WORK TASK | Below are the records; copy each line in which "BoardPrinter" can be found.

DATA UNDER STUDY: Begin

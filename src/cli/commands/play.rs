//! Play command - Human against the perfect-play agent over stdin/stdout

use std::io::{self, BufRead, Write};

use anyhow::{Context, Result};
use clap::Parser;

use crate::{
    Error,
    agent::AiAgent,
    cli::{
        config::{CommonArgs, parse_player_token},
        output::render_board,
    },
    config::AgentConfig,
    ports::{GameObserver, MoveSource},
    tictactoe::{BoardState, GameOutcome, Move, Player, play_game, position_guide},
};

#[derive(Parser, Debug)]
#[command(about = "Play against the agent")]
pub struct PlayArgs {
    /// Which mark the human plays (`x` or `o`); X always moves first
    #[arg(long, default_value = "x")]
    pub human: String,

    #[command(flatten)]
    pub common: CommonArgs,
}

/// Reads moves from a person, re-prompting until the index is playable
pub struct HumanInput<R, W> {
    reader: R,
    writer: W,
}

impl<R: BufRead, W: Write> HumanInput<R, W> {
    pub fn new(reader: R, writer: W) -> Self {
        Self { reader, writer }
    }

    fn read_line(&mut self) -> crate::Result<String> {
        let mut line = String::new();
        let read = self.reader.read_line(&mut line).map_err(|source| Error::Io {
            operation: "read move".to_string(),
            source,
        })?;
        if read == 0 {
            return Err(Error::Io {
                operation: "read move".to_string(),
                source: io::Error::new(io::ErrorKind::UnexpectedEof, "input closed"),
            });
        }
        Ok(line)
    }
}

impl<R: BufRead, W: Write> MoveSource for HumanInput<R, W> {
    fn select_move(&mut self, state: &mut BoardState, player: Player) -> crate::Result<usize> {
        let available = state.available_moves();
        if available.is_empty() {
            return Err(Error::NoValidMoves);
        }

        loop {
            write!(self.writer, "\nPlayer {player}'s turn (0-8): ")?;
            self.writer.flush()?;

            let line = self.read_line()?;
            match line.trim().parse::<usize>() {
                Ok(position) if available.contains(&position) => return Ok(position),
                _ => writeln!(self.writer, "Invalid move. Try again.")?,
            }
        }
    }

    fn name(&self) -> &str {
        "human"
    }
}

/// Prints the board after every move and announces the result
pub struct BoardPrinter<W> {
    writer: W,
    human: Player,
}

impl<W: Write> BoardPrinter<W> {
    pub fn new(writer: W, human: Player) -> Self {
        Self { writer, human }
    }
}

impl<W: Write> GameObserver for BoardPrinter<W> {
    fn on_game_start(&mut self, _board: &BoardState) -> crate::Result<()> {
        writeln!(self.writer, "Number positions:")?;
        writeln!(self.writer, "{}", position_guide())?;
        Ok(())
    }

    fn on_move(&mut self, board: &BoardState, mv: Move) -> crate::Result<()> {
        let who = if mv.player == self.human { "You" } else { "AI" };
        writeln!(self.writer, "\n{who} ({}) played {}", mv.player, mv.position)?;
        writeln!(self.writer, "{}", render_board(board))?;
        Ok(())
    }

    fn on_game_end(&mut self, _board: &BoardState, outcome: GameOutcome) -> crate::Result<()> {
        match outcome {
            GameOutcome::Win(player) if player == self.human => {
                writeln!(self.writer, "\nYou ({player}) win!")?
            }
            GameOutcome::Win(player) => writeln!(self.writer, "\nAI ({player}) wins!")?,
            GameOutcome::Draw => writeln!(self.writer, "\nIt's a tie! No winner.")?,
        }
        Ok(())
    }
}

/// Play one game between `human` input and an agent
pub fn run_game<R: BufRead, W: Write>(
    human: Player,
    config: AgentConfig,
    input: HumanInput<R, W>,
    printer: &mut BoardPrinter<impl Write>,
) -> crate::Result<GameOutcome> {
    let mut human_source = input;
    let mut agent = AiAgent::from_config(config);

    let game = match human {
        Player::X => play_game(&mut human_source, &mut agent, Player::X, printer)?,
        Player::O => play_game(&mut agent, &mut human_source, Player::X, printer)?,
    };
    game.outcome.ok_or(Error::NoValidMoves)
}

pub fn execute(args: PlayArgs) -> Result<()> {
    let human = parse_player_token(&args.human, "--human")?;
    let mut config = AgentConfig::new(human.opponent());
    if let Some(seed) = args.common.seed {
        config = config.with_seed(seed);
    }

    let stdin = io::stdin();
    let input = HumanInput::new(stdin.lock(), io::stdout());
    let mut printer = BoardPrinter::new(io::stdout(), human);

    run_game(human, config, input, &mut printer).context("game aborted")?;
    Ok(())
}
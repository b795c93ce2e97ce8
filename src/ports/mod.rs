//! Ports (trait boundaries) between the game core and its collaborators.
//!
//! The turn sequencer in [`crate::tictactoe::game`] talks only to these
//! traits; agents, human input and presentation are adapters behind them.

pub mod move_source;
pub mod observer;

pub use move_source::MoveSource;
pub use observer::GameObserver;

DATA UNDER STUDY: End
DATA UNDER STUDY: Begin

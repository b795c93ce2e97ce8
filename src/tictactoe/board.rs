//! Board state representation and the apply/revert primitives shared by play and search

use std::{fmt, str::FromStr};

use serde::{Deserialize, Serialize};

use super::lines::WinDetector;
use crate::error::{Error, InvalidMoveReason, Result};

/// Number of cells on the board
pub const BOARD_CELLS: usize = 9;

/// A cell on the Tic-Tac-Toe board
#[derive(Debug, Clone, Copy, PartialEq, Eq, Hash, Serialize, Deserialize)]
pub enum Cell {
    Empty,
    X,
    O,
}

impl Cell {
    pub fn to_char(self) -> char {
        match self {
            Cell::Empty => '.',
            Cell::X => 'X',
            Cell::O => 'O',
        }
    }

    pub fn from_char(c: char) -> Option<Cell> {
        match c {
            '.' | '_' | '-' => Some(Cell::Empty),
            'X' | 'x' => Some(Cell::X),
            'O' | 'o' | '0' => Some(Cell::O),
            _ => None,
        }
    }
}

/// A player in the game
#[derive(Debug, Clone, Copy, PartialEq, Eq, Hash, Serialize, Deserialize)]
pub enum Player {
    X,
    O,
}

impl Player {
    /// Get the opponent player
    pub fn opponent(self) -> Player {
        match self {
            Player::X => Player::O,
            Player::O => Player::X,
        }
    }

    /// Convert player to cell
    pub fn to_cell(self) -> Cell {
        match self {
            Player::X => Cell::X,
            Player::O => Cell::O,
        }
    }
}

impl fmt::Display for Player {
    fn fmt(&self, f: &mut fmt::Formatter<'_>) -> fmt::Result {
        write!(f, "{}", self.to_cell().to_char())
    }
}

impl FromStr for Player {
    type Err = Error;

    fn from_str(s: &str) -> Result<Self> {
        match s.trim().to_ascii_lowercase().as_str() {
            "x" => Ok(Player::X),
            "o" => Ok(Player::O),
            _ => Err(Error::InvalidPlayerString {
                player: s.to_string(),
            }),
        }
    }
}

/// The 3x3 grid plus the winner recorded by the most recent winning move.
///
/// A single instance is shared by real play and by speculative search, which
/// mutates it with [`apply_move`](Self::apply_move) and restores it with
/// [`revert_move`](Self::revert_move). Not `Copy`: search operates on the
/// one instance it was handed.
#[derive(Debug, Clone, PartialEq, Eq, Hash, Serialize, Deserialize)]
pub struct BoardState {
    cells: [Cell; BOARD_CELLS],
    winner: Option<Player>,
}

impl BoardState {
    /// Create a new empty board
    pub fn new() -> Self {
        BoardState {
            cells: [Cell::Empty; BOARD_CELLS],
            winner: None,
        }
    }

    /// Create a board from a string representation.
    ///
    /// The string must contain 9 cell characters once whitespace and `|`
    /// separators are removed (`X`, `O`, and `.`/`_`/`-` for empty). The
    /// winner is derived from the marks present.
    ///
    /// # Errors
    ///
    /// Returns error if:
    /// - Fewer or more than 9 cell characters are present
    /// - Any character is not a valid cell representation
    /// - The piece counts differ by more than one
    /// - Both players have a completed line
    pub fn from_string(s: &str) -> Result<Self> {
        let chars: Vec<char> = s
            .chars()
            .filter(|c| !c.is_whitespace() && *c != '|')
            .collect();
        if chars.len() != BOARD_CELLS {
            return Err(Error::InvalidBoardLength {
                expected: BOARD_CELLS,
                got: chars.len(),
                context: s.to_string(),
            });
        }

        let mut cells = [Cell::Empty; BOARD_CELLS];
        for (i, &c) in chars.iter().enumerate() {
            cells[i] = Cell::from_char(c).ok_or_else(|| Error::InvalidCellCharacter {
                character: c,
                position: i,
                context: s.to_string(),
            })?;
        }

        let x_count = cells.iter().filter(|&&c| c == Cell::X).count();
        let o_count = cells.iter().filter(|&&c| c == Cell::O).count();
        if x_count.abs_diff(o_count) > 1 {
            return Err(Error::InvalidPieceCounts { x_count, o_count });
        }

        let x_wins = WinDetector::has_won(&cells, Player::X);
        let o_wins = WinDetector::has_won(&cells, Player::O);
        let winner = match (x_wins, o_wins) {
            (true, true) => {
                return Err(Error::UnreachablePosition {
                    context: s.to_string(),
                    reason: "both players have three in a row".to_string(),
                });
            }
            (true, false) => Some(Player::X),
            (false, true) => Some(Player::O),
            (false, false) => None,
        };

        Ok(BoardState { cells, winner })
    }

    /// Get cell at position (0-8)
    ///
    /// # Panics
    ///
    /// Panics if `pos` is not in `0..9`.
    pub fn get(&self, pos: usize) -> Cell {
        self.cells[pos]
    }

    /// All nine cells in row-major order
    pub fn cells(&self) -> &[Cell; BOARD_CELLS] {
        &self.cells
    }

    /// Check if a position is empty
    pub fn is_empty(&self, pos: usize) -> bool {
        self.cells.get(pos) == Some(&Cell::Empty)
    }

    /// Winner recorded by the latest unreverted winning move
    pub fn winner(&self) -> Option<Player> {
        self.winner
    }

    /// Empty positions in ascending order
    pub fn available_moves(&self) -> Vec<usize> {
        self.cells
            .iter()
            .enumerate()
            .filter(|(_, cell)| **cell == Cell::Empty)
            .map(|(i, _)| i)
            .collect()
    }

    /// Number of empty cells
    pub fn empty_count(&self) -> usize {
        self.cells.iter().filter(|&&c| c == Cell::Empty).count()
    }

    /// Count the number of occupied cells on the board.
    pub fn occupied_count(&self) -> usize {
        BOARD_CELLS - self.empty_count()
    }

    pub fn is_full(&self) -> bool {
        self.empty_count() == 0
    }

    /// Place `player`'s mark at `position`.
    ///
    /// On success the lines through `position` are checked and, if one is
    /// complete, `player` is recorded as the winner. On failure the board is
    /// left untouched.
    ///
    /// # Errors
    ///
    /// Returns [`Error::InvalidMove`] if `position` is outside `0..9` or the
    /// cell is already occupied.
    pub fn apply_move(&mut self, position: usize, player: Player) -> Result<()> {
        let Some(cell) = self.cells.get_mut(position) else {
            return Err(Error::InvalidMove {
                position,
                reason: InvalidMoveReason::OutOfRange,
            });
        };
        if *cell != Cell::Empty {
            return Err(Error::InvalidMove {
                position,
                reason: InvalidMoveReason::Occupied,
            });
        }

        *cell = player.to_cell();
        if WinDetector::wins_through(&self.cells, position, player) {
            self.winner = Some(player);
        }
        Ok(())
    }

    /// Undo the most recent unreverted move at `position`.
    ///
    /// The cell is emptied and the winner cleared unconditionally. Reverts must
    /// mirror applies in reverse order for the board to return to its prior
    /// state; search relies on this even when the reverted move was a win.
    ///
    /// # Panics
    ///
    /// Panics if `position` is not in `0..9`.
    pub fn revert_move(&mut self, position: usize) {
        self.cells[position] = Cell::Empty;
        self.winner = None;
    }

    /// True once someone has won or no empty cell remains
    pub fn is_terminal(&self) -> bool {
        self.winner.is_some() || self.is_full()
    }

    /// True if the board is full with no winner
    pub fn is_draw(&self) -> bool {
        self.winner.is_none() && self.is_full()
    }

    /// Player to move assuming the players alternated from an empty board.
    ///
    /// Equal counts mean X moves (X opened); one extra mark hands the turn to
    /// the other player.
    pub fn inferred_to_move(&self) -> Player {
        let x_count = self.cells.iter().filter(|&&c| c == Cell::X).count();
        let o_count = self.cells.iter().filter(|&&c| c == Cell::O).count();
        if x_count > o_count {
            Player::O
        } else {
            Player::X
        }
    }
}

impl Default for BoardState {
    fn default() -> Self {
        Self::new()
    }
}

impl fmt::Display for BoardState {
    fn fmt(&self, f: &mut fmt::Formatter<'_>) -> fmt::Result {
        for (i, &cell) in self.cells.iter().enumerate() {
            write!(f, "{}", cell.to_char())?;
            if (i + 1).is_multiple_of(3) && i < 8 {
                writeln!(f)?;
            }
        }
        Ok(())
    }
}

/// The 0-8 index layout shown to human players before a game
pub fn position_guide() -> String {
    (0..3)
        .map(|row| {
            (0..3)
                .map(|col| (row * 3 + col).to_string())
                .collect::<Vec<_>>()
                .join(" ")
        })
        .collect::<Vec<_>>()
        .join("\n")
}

DATA UNDER STUDY: End

WRITTEN RESPONSE |
pub struct BoardPrinter<W> {
impl<W: Write> BoardPrinter<W> {
impl<W: Write> GameObserver for BoardPrinter<W> {
    printer: &mut BoardPrinter<impl Write>,
    let mut printer = BoardPrinter::new(io::stdout(), human);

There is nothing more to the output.